Detailed Description of the Invention

[0001]

BACKGROUND OF THE INVENTION 1. Field of the Invention The present invention relates to a logic circuit, and further to a technique for speeding up the operation of the logic circuit, for example, a technique effective when applied to a decoder of a semiconductor memory device.

[0002]

2. Description of the Related Art A combinational circuit as a circuit in which an output logic at a certain time is determined only by an input logic added at the certain time is basically realized by modifying an inverter. There are a NAND circuit and a NOR circuit. In particular, in the CMOS circuit, the transistors are cascaded in both the NAND circuit and the NOR circuit,
A NAND circuit in which n-channel MOS transistors having a high mobility are cascaded is advantageous in terms of higher speed. In either case, the number of stages that can be cascaded is the operating speed,
It is determined in consideration of the occupied area, DC characteristics, etc.

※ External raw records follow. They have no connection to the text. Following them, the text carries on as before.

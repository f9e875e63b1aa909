//! Search, autocomplete and dependents

use axum::Router;
use axum::extract::{Query, State};
use axum::response::Json;
use axum::routing::get;
use serde::Deserialize;

use crate::error::FeedResult;
use crate::feed::Feed;
use crate::id::PackageId;
use crate::protocol::{AutocompleteResponse, DependentsResponse, SearchResponse};
use crate::search::{AutocompleteRequest, SearchRequest};

/// Router for query operations
pub(super) fn router() -> Router<Feed> {
    Router::new()
        .route("/v3/search", get(search))
        .route("/v3/autocomplete", get(autocomplete))
        .route("/v3/dependents", get(dependents))
}

/// Search packages
async fn search(
    State(feed): State<Feed>,
    Query(request): Query<SearchRequest>,
) -> FeedResult<Json<SearchResponse>> {
    Ok(Json(feed.search(&request).await?))
}

/// Complete package ids, or list versions of one id
async fn autocomplete(
    State(feed): State<Feed>,
    Query(request): Query<AutocompleteRequest>,
) -> FeedResult<Json<AutocompleteResponse>> {
    Ok(Json(feed.autocomplete(&request).await?))
}

#[derive(Debug, Deserialize)]
struct DependentsQuery {
    id: String,
}

/// Packages depending on a package
async fn dependents(
    State(feed): State<Feed>,
    Query(query): Query<DependentsQuery>,
) -> FeedResult<Json<DependentsResponse>> {
    let id = PackageId::new(&query.id)?;
    Ok(Json(feed.dependents(&id).await?))
}
use std::{fmt, ops::Deref, sync::Arc};

use camino::Utf8Path;
use chrono::{DateTime, Utc};
use tokio::io;

use crate::error::{StorageError, StorageErrorKind};

/// A reader stream for blob contents.
pub type Reader<'r> = dyn io::AsyncBufRead + Unpin + Send + Sync + 'r;

/// A writer stream for blob contents.
pub type Writer<'w> = dyn io::AsyncWrite + Unpin + Send + Sync + 'w;

/// Blob metadata, as reported by every driver.
///
/// Drivers may expose richer metadata directly, this struct only carries the
/// fields that all backends can provide.
#[derive(Debug, Clone, PartialEq, Eq, Hash)]
pub struct Metadata {
    /// The size of the blob in bytes.
    pub size: u64,

    /// When the blob was written.
    pub created: DateTime<Utc>,
}

/// A blob storage backend.
///
/// Paths are always relative to a bucket. A driver never interprets the
/// bytes it stores.
#[async_trait::async_trait]
pub trait Driver: fmt::Debug {
    /// The name of the driver, used in errors and spans.
    fn name(&self) -> &'static str;

    /// The URI scheme this driver answers to.
    fn scheme(&self) -> &str;

    /// Delete a blob. Fails with [`StorageErrorKind::NotFound`] when absent.
    async fn delete(&self, bucket: &str, remote: &Utf8Path) -> Result<(), StorageError>;

    /// Get the metadata for a blob.
    async fn metadata(&self, bucket: &str, remote: &Utf8Path) -> Result<Metadata, StorageError>;

    /// Write a blob from a reader, replacing any previous contents.
    async fn upload(
        &self,
        bucket: &str,
        remote: &Utf8Path,
        reader: &mut Reader<'_>,
    ) -> Result<(), StorageError>;

    /// Read a blob into a writer.
    async fn download(
        &self,
        bucket: &str,
        remote: &Utf8Path,
        writer: &mut Writer<'_>,
    ) -> Result<(), StorageError>;

    /// List the blobs in a bucket, optionally filtered by a prefix.
    async fn list(
        &self,
        bucket: &str,
        prefix: Option<&Utf8Path>,
    ) -> Result<Vec<String>, StorageError>;

    /// Check whether a blob exists.
    ///
    /// Only a [`StorageErrorKind::NotFound`] answer from [`Driver::metadata`]
    /// counts as absence, any other failure is propagated.
    async fn exists(&self, bucket: &str, remote: &Utf8Path) -> Result<bool, StorageError> {
        match self.metadata(bucket, remote).await {
            Ok(_) => Ok(true),
            Err(error) if error.kind() == StorageErrorKind::NotFound => Ok(false),
            Err(error) => Err(error),
        }
    }
}

#[async_trait::async_trait]
impl<D> Driver for Arc<D>
where
    D: ?Sized + Driver + Sync + Send + 'static,
{
    fn name(&self) -> &'static str {
        self.deref().name()
    }

    fn scheme(&self) -> &str {
        self.deref().scheme()
    }

    async fn delete(&self, bucket: &str, remote: &Utf8Path) -> Result<(), StorageError> {
        self.deref().delete(bucket, remote).await
    }

    async fn metadata(&self, bucket: &str, remote: &Utf8Path) -> Result<Metadata, StorageError> {
        self.deref().metadata(bucket, remote).await
    }

    async fn upload(
        &self,
        bucket: &str,
        remote: &Utf8Path,
        reader: &mut Reader<'_>,
    ) -> Result<(), StorageError> {
        self.deref().upload(bucket, remote, reader).await
    }

    async fn download(
        &self,
        bucket: &str,
        remote: &Utf8Path,
        writer: &mut Writer<'_>,
    ) -> Result<(), StorageError> {
        self.deref().download(bucket, remote, writer).await
    }

    async fn list(
        &self,
        bucket: &str,
        prefix: Option<&Utf8Path>,
    ) -> Result<Vec<String>, StorageError> {
        self.deref().list(bucket, prefix).await
    }

    async fn exists(&self, bucket: &str, remote: &Utf8Path) -> Result<bool, StorageError> {
        self.deref().exists(bucket, remote).await
    }
}

#[cfg(test)]
mod tests {
    use super::*;

    static_assertions::assert_obj_safe!(Driver);
}
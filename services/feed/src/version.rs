//! Package versions.
//!
//! Versions follow the NuGet flavour of SemVer: two to four numeric
//! components, optional dot-separated release labels after `-`, and optional
//! build metadata after `+`. Build metadata never participates in identity or
//! ordering.

use std::cmp::Ordering;
use std::fmt;
use std::hash::{Hash, Hasher};
use std::str::FromStr;

/// Errors from parsing a version string.
#[derive(Debug, Clone, PartialEq, Eq, thiserror::Error)]
pub enum VersionError {
    /// Nothing to parse.
    #[error("version is empty")]
    Empty,

    /// The numeric part has too few or too many components.
    #[error("version {0:?} must have between two and four numeric components")]
    ComponentCount(String),

    /// A numeric component is not a number.
    #[error("version {0:?} has a non-numeric component")]
    NotNumeric(String),

    /// A release label is empty or contains characters outside `[0-9A-Za-z-]`.
    #[error("version {0:?} has an invalid release label")]
    InvalidLabel(String),

    /// Build metadata is empty or malformed.
    #[error("version {0:?} has invalid build metadata")]
    InvalidMetadata(String),
}

/// A parsed package version.
///
/// Equality, ordering and hashing all use the normalized form, so
/// `1.0`, `1.0.0` and `1.0.0.0` are the same version, and release labels
/// compare case-insensitively.
#[derive(Debug, Clone)]
pub struct PackageVersion {
    major: u64,
    minor: u64,
    patch: u64,
    revision: u64,
    release: Vec<String>,
    metadata: Option<String>,
}

fn is_label_char(c: char) -> bool {
    c.is_ascii_alphanumeric() || c == '-'
}

fn is_numeric(label: &str) -> bool {
    !label.is_empty() && label.bytes().all(|b| b.is_ascii_digit())
}

impl PackageVersion {
    /// Parse a version string.
    pub fn parse(input: &str) -> Result<Self, VersionError> {
        let input = input.trim();
        if input.is_empty() {
            return Err(VersionError::Empty);
        }

        let (rest, metadata) = match input.split_once('+') {
            Some((rest, metadata)) => {
                if metadata.is_empty()
                    || metadata
                        .split('.')
                        .any(|part| part.is_empty() || !part.chars().all(is_label_char))
                {
                    return Err(VersionError::InvalidMetadata(input.to_owned()));
                }
                (rest, Some(metadata.to_owned()))
            }
            None => (input, None),
        };

        let (core, release) = match rest.split_once('-') {
            Some((core, release)) => {
                let labels: Vec<String> = release.split('.').map(str::to_owned).collect();
                for label in &labels {
                    let leading_zero = is_numeric(label) && label.len() > 1 && label.starts_with('0');
                    if label.is_empty() || !label.chars().all(is_label_char) || leading_zero {
                        return Err(VersionError::InvalidLabel(input.to_owned()));
                    }
                }
                (core, labels)
            }
            None => (rest, Vec::new()),
        };

        let parts: Vec<&str> = core.split('.').collect();
        if !(2..=4).contains(&parts.len()) {
            return Err(VersionError::ComponentCount(input.to_owned()));
        }

        let mut numbers = [0u64; 4];
        for (slot, part) in numbers.iter_mut().zip(&parts) {
            if !is_numeric(part) {
                return Err(VersionError::NotNumeric(input.to_owned()));
            }
            *slot = part
                .parse()
                .map_err(|_| VersionError::NotNumeric(input.to_owned()))?;
        }

        Ok(Self {
            major: numbers[0],
            minor: numbers[1],
            patch: numbers[2],
            revision: numbers[3],
            release,
            metadata,
        })
    }

    /// The major component.
    pub fn major(&self) -> u64 {
        self.major
    }

    /// The minor component.
    pub fn minor(&self) -> u64 {
        self.minor
    }

    /// The patch component.
    pub fn patch(&self) -> u64 {
        self.patch
    }

    /// Release labels, empty for a stable version.
    pub fn release_labels(&self) -> &[String] {
        &self.release
    }

    /// Build metadata, if any.
    pub fn metadata(&self) -> Option<&str> {
        self.metadata.as_deref()
    }

    /// Whether this version carries release labels.
    pub fn is_prerelease(&self) -> bool {
        !self.release.is_empty()
    }

    /// Whether this version can only be understood by SemVer 2.0.0 clients:
    /// it has build metadata or dotted release labels.
    pub fn is_semver2(&self) -> bool {
        self.metadata.is_some() || self.release.len() > 1
    }

    /// The normalized form: trailing zero revision dropped, leading zeros
    /// removed, build metadata stripped.
    pub fn normalized(&self) -> String {
        let mut out = format!("{}.{}.{}", self.major, self.minor, self.patch);
        if self.revision > 0 {
            out.push_str(&format!(".{}", self.revision));
        }
        if !self.release.is_empty() {
            out.push('-');
            out.push_str(&self.release.join("."));
        }
        out
    }

    /// The normalized form with build metadata appended.
    pub fn full(&self) -> String {
        match &self.metadata {
            Some(metadata) => format!("{}+{metadata}", self.normalized()),
            None => self.normalized(),
        }
    }

    /// The lower-cased normalized form, used in storage paths and URLs.
    pub fn key(&self) -> String {
        self.normalized().to_ascii_lowercase()
    }
}

fn compare_labels(a: &str, b: &str) -> Ordering {
    match (is_numeric(a), is_numeric(b)) {
        // Leading zeros are rejected at parse time, so length orders numbers.
        (true, true) => a.len().cmp(&b.len()).then_with(|| a.cmp(b)),
        (true, false) => Ordering::Less,
        (false, true) => Ordering::Greater,
        (false, false) => a
            .bytes()
            .map(|c| c.to_ascii_lowercase())
            .cmp(b.bytes().map(|c| c.to_ascii_lowercase())),
    }
}

impl Ord for PackageVersion {
    fn cmp(&self, other: &Self) -> Ordering {
        (self.major, self.minor, self.patch, self.revision)
            .cmp(&(other.major, other.minor, other.patch, other.revision))
            .then_with(|| match (self.release.is_empty(), other.release.is_empty()) {
                (true, true) => Ordering::Equal,
                (true, false) => Ordering::Greater,
                (false, true) => Ordering::Less,
                (false, false) => {
                    for (a, b) in self.release.iter().zip(&other.release) {
                        let ord = compare_labels(a, b);
                        if ord != Ordering::Equal {
                            return ord;
                        }
                    }
                    self.release.len().cmp(&other.release.len())
                }
            })
    }
}

impl PartialOrd for PackageVersion {
    fn partial_cmp(&self, other: &Self) -> Option<Ordering> {
        Some(self.cmp(other))
    }
}

impl PartialEq for PackageVersion {
    fn eq(&self, other: &Self) -> bool {
        self.cmp(other) == Ordering::Equal
    }
}

impl Eq for PackageVersion {}

impl Hash for PackageVersion {
    fn hash<H: Hasher>(&self, state: &mut H) {
        self.key().hash(state);
    }
}

impl fmt::Display for PackageVersion {
    fn fmt(&self, f: &mut fmt::Formatter<'_>) -> fmt::Result {
        f.write_str(&self.normalized())
    }
}

impl FromStr for PackageVersion {
    type Err = VersionError;

    fn from_str(s: &str) -> Result<Self, Self::Err> {
        PackageVersion::parse(s)
    }
}

impl serde::Serialize for PackageVersion {
    fn serialize<S: serde::Serializer>(&self, serializer: S) -> Result<S::Ok, S::Error> {
        serializer.serialize_str(&self.full())
    }
}

impl<'de> serde::Deserialize<'de> for PackageVersion {
    fn deserialize<D: serde::Deserializer<'de>>(deserializer: D) -> Result<Self, D::Error> {
        let raw = String::deserialize(deserializer)?;
        PackageVersion::parse(&raw).map_err(serde::de::Error::custom)
    }
}

#[cfg(test)]
mod tests {
    use super::*;

    fn v(s: &str) -> PackageVersion {
        PackageVersion::parse(s).unwrap()
    }

    #[test]
    fn normalizes_components() {
        assert_eq!(v("1.0").normalized(), "1.0.0");
        assert_eq!(v("01.002.3").normalized(), "1.2.3");
        assert_eq!(v("1.2.3.0").normalized(), "1.2.3");
        assert_eq!(v("1.2.3.4").normalized(), "1.2.3.4");
        assert_eq!(v("1.0.0-Beta.1+abc").normalized(), "1.0.0-Beta.1");
        assert_eq!(v("1.0.0-Beta.1+abc").full(), "1.0.0-Beta.1+abc");
        assert_eq!(v("1.0.0-Beta").key(), "1.0.0-beta");
    }

    #[test]
    fn rejects_malformed() {
        assert_eq!(PackageVersion::parse(""), Err(VersionError::Empty));
        assert!(matches!(
            PackageVersion::parse("1"),
            Err(VersionError::ComponentCount(_))
        ));
        assert!(matches!(
            PackageVersion::parse("1.2.3.4.5"),
            Err(VersionError::ComponentCount(_))
        ));
        assert!(matches!(
            PackageVersion::parse("1.x.0"),
            Err(VersionError::NotNumeric(_))
        ));
        assert!(matches!(
            PackageVersion::parse("1.0.0-"),
            Err(VersionError::InvalidLabel(_))
        ));
        assert!(matches!(
            PackageVersion::parse("1.0.0-a..b"),
            Err(VersionError::InvalidLabel(_))
        ));
        assert!(matches!(
            PackageVersion::parse("1.0.0-01"),
            Err(VersionError::InvalidLabel(_))
        ));
        assert!(matches!(
            PackageVersion::parse("1.0.0+"),
            Err(VersionError::InvalidMetadata(_))
        ));
    }

    #[test]
    fn ordering_follows_semver_rules() {
        let mut versions: Vec<PackageVersion> = [
            "1.0.0", "1.0.0-beta.11", "1.0.0-alpha", "1.0.0-beta.2", "0.9.9", "1.0.0-alpha.1",
            "1.0.0.1", "1.0.0-rc.1", "1.0.0-beta",
        ]
        .into_iter()
        .map(v)
        .collect();
        versions.sort();

        let sorted: Vec<String> = versions.iter().map(|v| v.normalized()).collect();
        assert_eq!(
            sorted,
            [
                "0.9.9",
                "1.0.0-alpha",
                "1.0.0-alpha.1",
                "1.0.0-beta",
                "1.0.0-beta.2",
                "1.0.0-beta.11",
                "1.0.0-rc.1",
                "1.0.0",
                "1.0.0.1",
            ]
        );
    }

    #[test]
    fn equality_ignores_case_and_metadata() {
        assert_eq!(v("1.0.0-BETA"), v("1.0.0-beta"));
        assert_eq!(v("1.0.0+one"), v("1.0.0+two"));
        assert_eq!(v("1.0"), v("1.0.0.0"));
        assert_ne!(v("1.0.0"), v("1.0.0.1"));
    }

    #[test]
    fn semver2_detection() {
        assert!(!v("1.0.0").is_semver2());
        assert!(!v("1.0.0-beta").is_semver2());
        assert!(v("1.0.0-beta.1").is_semver2());
        assert!(v("1.0.0+sha").is_semver2());
        assert!(v("1.0.0-beta").is_prerelease());
    }
}
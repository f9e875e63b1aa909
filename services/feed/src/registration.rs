//! Registration documents: the per-id version listing.
//!
//! Pages are laid out by replaying the versions of an id in the order they
//! were added. A version above every page joins the last page, or opens a new
//! one when the last page is full. Any other version joins the page covering
//! it, or the nearest page below it. Adding a version therefore changes only
//! the page it joins, and every other page keeps its bounds and URL.
//!
//! While every version fits in one page, that page is inlined into the index.

use std::ops::Range;

use crate::catalog::PackageRecord;
use crate::content::ArtifactKind;
use crate::id::PackageId;
use crate::protocol::{
    DependencyGroupItem, DependencyItem, FeedRegistrationIndex, MetadataExtensions,
    PackageMetadata, RegistrationIndex, RegistrationLeaf, RegistrationLeafItem, RegistrationPage,
    Urls,
};
use crate::version::PackageVersion;

/// Registration page size used when none is configured.
pub const DEFAULT_PAGE_SIZE: usize = 64;

/// Split ascending versions into page ranges.
///
/// `added[i]` orders the arrival of the `i`th lowest version. Versions with
/// equal arrival are taken in ascending order.
pub fn partition(added: &[u64], page_size: usize) -> Vec<Range<usize>> {
    let page_size = page_size.max(1);
    let mut arrivals: Vec<usize> = (0..added.len()).collect();
    arrivals.sort_by_key(|&index| added[index]);

    // Each page spans a range of positions and counts the versions seen so far.
    let mut pages: Vec<(Range<usize>, usize)> = Vec::new();
    for index in arrivals {
        let joined = match pages.last() {
            None => None,
            Some((span, count)) if index >= span.end => {
                (*count < page_size).then(|| pages.len() - 1)
            }
            Some(_) => Some(
                pages
                    .iter()
                    .rposition(|(span, _)| span.start <= index)
                    .unwrap_or(0),
            ),
        };

        match joined {
            Some(joined) => {
                let (span, count) = &mut pages[joined];
                span.start = span.start.min(index);
                span.end = span.end.max(index + 1);
                *count += 1;
            }
            None => pages.push((index..index + 1, 1)),
        }
    }
    pages.into_iter().map(|(span, _)| span).collect()
}

/// Builds registration documents from catalog records.
#[derive(Debug, Clone)]
pub struct RegistrationPager {
    urls: Urls,
    page_size: usize,
}

impl RegistrationPager {
    /// A pager producing pages of at most `page_size` versions.
    pub fn new(urls: Urls, page_size: usize) -> Self {
        Self {
            urls,
            page_size: page_size.max(1),
        }
    }

    /// The page size.
    pub fn page_size(&self) -> usize {
        self.page_size
    }

    /// The registration index for the versions of one id.
    ///
    /// `records` must be sorted ascending by version. `None` when empty.
    pub fn index(&self, records: &[PackageRecord]) -> Option<FeedRegistrationIndex> {
        let id = &records.first()?.id;
        let inline = records.len() <= self.page_size;

        let added: Vec<u64> = records.iter().map(|r| r.added).collect();
        let items: Vec<_> = partition(&added, self.page_size)
            .into_iter()
            .filter_map(|range| self.page_for(id, &records[range], inline))
            .collect();

        Some(FeedRegistrationIndex {
            index: RegistrationIndex {
                url: self.urls.registration_index(id),
                types: vec![
                    "catalog:CatalogRoot".to_owned(),
                    "PackageRegistration".to_owned(),
                    "catalog:Permalink".to_owned(),
                ],
                count: items.len(),
                items,
            },
            total_downloads: records.iter().map(|r| r.downloads).sum(),
        })
    }

    /// The page spanning `lower..=upper`, with its items.
    ///
    /// Bounds from an older partition still resolve to the versions they
    /// cover. `None` when no version falls in the range.
    pub fn page(
        &self,
        records: &[PackageRecord],
        lower: &PackageVersion,
        upper: &PackageVersion,
    ) -> Option<RegistrationPage<MetadataExtensions>> {
        let start = records.iter().position(|r| &r.version >= lower)?;
        let end = records
            .iter()
            .rposition(|r| &r.version <= upper)
            .map(|index| index + 1)?;
        if start >= end {
            return None;
        }
        let id = &records[start].id;
        self.page_for(id, &records[start..end], true)
    }

    fn page_for(
        &self,
        id: &PackageId,
        records: &[PackageRecord],
        inline: bool,
    ) -> Option<RegistrationPage<MetadataExtensions>> {
        let lower = &records.first()?.version;
        let upper = &records.last()?.version;

        Some(RegistrationPage {
            url: self.urls.registration_page(id, lower, upper),
            count: records.len(),
            lower: lower.normalized(),
            upper: upper.normalized(),
            items: inline.then(|| records.iter().map(|r| self.item(r)).collect()),
            parent: Some(self.urls.registration_index(id)),
        })
    }

    fn item(&self, record: &PackageRecord) -> RegistrationLeafItem<MetadataExtensions> {
        RegistrationLeafItem {
            url: self.urls.registration_leaf(&record.id, &record.version),
            catalog_entry: self.metadata(record),
            package_content: self.urls.package_content(&record.id, &record.version),
        }
    }

    /// The `catalogEntry` document of one version.
    pub fn metadata(&self, record: &PackageRecord) -> PackageMetadata<MetadataExtensions> {
        PackageMetadata {
            url: self.urls.registration_leaf(&record.id, &record.version),
            id: record.id.to_string(),
            version: record.version.full(),
            authors: record.authors.join(", "),
            dependency_groups: record
                .dependency_groups
                .iter()
                .map(|group| DependencyGroupItem {
                    target_framework: group.target_framework.clone(),
                    dependencies: group
                        .dependencies
                        .iter()
                        .map(|d| DependencyItem {
                            id: d.id.clone(),
                            range: d.range.clone(),
                        })
                        .collect(),
                })
                .collect(),
            description: record.description.clone(),
            icon_url: record.icon_url.clone(),
            license_url: record.license_url.clone(),
            license_expression: record.license_expression.clone(),
            listed: record.listed,
            min_client_version: record.min_client_version.clone(),
            package_content: self.urls.package_content(&record.id, &record.version),
            package_hash: record.package_hash().map(|hash| hash.to_base64()),
            package_hash_algorithm: record.package_hash().map(|_| "SHA512".to_owned()),
            project_url: record.project_url.clone(),
            published: record.published,
            require_license_acceptance: record.require_license_acceptance,
            summary: record.summary.clone(),
            tags: record.tags.clone(),
            title: record.title.clone(),
            extensions: MetadataExtensions {
                downloads: record.downloads,
                has_readme: record.has(ArtifactKind::Readme),
                package_types: record.package_types.clone(),
                release_notes: record.release_notes.clone(),
                repository_url: record.repository_url.clone(),
                repository_type: record.repository_type.clone(),
            },
        }
    }

    /// The registration leaf of one version.
    pub fn leaf(&self, record: &PackageRecord) -> RegistrationLeaf {
        RegistrationLeaf {
            url: self.urls.registration_leaf(&record.id, &record.version),
            types: vec!["Package".to_owned(), "http://schema.nuget.org/catalog#Permalink".to_owned()],
            catalog_entry: self.urls.registration_leaf(&record.id, &record.version),
            listed: record.listed,
            package_content: self.urls.package_content(&record.id, &record.version),
            published: record.published,
            registration: self.urls.registration_index(&record.id),
        }
    }
}
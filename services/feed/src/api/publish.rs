//! Pushing, unlisting, relisting and deleting packages

use axum::Router;
use axum::extract::{DefaultBodyLimit, Path, State};
use axum::http::StatusCode;
use axum::routing::{delete, put};
use bytes::Bytes;

use crate::error::FeedResult;
use crate::feed::{Feed, parse_key};
use crate::ingest::IngestOutcome;

/// Largest package accepted by a push.
const MAX_PACKAGE_SIZE: usize = 250 * 1024 * 1024;

/// Router for publish operations
pub(super) fn router() -> Router<Feed> {
    Router::new()
        .route(
            "/api/v2/package",
            put(push_package).layer(DefaultBodyLimit::max(MAX_PACKAGE_SIZE)),
        )
        .route(
            "/api/v2/package/{id}/{version}",
            delete(delete_package).post(relist_package),
        )
}

/// Push a package
///
/// Responds 201 for a new version and 200 when identical bytes were already
/// pushed.
async fn push_package(State(feed): State<Feed>, body: Bytes) -> FeedResult<StatusCode> {
    let ingested = feed.push(body).await?;
    Ok(match ingested.outcome {
        IngestOutcome::Created => StatusCode::CREATED,
        IngestOutcome::AlreadyExists => StatusCode::OK,
    })
}

/// Unlist or delete a version, as configured
async fn delete_package(
    State(feed): State<Feed>,
    Path((id, version)): Path<(String, String)>,
) -> FeedResult<StatusCode> {
    let (id, version) = parse_key(&id, &version)?;
    feed.remove(&id, &version).await?;
    Ok(StatusCode::NO_CONTENT)
}

/// Relist a version
async fn relist_package(
    State(feed): State<Feed>,
    Path((id, version)): Path<(String, String)>,
) -> FeedResult<StatusCode> {
    let (id, version) = parse_key(&id, &version)?;
    feed.relist(&id, &version).await?;
    Ok(StatusCode::OK)
}
//! Query-string parameter lookup shared by the list/filter endpoints.

use http::Uri;

/// Look up a single query parameter by name, last occurrence wins.
#[must_use]
pub fn query_param(uri: &Uri, name: &str) -> Option<String> {
    let query = uri.query()?;
    form_urlencoded::parse(query.as_bytes())
        .filter(|(k, _)| k == name)
        .map(|(_, v)| v.into_owned())
        .last()
}

#[cfg(test)]
mod tests {
    use super::*;

    #[test]
    fn test_should_extract_named_param() {
        let uri: Uri = "/x?sop_id=SOP001&limit=10".parse().unwrap();
        assert_eq!(query_param(&uri, "sop_id"), Some("SOP001".to_owned()));
        assert_eq!(query_param(&uri, "limit"), Some("10".to_owned()));
    }

    #[test]
    fn test_should_return_none_for_absent_param() {
        let uri: Uri = "/x?a=1".parse().unwrap();
        assert_eq!(query_param(&uri, "b"), None);
    }

    #[test]
    fn test_should_return_none_without_query_string() {
        let uri: Uri = "/x".parse().unwrap();
        assert_eq!(query_param(&uri, "a"), None);
    }
}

Incidentally, as an example of a document describing the NAND circuit and the NOR circuit, on November 30, 1984,
There is an "LSI Handbook (Page 143-)" issued by Ohmsha Co., Ltd.

[0004]

As shown in FIG. 5, a p-channel type MOS transistor 11 and n-channel type MOS transistors 13 and 14 are connected in series,
In the case where one input terminals b1, b2, b3 in the two-input NAND circuits 101, 102, 103 formed by coupling the p-channel type MOS transistor 12 to them are commonly connected, n transistors in each NAND circuit 101, 102, 103 are connected. The channel-type MOS transistor 14 can be replaced with a single p-channel-type MOS transistor 14 'as shown in FIG. 6, whereby the gate load can be reduced.

However, as the semiconductor integrated circuit becomes finer, the capacitance of the intermediate node 16 cannot be ignored with respect to the gate capacitance. For example, assuming that any one of the input terminals a1, a2, and a3 is selectively set to the high level, the circuit configuration of FIG. 6 has a plurality of n-channel MOS transistors due to the presence of the intermediate node 16. 1
Since the source capacitance CS of 3 is combined, it takes time to charge the source capacitance CS when the p-channel MOS transistor 12 is turned on, and it takes time until the output terminal S and the intermediate node 16 become high level. Takes. Also,
When the above logic circuit is applied to, for example, an address coder of a semiconductor memory device, speeding up of addressing of the memory is hindered.

An object of the present invention is to provide a logic circuit whose operation speed is increased. Another object of the present invention is to provide a semiconductor memory device including such a logic circuit.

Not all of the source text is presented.